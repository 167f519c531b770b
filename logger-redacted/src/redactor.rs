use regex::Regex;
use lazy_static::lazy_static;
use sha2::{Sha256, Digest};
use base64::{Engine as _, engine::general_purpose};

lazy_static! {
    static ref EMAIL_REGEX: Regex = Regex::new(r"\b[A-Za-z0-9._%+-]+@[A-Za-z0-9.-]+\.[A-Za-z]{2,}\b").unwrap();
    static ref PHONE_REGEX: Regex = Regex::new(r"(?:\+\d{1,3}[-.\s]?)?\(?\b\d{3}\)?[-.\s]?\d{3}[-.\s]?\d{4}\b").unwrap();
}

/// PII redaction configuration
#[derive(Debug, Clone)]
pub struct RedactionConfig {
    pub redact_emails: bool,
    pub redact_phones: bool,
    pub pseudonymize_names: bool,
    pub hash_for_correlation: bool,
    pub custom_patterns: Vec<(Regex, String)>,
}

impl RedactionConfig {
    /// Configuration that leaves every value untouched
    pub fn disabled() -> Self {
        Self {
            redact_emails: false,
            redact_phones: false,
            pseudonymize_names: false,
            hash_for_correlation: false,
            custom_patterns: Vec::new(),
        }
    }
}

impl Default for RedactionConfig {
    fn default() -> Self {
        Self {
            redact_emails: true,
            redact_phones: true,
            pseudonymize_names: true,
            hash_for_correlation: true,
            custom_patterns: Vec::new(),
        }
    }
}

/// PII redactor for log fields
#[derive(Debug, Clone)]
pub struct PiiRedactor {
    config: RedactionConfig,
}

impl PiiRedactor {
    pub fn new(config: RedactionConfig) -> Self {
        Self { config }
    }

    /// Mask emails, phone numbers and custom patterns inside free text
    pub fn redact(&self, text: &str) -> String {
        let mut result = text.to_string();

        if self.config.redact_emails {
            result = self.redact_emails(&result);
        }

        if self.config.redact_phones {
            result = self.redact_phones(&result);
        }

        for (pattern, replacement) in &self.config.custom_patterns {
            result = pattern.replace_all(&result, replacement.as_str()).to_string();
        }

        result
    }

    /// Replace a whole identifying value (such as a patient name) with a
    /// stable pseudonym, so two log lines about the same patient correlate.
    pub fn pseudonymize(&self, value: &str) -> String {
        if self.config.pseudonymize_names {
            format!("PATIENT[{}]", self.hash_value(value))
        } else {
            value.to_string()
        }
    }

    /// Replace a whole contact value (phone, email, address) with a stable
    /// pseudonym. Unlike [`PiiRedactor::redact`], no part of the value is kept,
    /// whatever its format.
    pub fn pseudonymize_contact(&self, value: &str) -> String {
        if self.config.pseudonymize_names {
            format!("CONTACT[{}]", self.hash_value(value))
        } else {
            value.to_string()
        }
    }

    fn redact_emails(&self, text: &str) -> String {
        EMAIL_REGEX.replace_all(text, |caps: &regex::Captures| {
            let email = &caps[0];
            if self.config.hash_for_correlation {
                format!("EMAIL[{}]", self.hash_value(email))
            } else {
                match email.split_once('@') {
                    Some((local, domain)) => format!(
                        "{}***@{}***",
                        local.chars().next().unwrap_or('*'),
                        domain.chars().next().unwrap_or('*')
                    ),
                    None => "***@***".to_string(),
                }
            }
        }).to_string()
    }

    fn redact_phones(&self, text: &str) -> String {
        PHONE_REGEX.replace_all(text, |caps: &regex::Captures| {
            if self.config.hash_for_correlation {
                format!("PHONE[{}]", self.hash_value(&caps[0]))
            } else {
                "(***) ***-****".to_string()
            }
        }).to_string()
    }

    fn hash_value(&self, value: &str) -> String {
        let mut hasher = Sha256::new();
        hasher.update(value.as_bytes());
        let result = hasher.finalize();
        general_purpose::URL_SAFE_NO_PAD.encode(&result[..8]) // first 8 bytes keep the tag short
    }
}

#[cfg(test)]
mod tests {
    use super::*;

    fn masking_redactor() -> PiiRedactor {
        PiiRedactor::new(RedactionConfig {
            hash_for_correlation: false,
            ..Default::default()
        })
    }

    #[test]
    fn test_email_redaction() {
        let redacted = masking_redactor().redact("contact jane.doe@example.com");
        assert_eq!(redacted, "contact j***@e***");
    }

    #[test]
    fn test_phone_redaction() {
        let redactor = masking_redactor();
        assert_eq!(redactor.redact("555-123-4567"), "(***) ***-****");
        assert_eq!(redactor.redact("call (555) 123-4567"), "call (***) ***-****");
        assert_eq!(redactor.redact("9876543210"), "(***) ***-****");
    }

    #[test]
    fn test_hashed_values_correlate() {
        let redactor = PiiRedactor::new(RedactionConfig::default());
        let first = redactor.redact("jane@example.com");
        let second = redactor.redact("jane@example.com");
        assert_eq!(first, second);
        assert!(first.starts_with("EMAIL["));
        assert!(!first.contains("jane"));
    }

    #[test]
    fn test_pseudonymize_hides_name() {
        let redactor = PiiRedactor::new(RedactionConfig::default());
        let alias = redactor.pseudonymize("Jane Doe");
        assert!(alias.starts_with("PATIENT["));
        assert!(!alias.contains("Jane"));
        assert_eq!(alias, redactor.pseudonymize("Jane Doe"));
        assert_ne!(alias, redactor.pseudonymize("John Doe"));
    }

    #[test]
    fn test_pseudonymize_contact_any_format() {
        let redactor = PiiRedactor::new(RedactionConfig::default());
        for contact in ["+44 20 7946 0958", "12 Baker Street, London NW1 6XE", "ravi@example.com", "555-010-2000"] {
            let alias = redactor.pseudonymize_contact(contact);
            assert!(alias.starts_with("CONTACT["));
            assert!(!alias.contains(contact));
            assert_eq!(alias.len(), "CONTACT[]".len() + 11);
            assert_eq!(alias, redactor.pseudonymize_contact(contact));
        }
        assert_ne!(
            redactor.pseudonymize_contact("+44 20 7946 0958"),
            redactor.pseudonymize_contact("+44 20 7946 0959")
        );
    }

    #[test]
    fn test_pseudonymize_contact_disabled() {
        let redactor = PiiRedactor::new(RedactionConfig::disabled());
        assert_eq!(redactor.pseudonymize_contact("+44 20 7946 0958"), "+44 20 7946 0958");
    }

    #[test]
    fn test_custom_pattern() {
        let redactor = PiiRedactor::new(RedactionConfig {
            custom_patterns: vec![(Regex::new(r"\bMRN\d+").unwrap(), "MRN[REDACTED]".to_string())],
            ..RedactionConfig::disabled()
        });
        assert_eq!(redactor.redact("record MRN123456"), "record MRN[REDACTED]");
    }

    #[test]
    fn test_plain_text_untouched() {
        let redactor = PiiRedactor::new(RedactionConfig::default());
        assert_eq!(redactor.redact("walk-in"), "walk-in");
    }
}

+ + + + +

[Action item]:
Work through the material and count the lines containing "whole". Answer with the number alone.

[Expected answer]:
2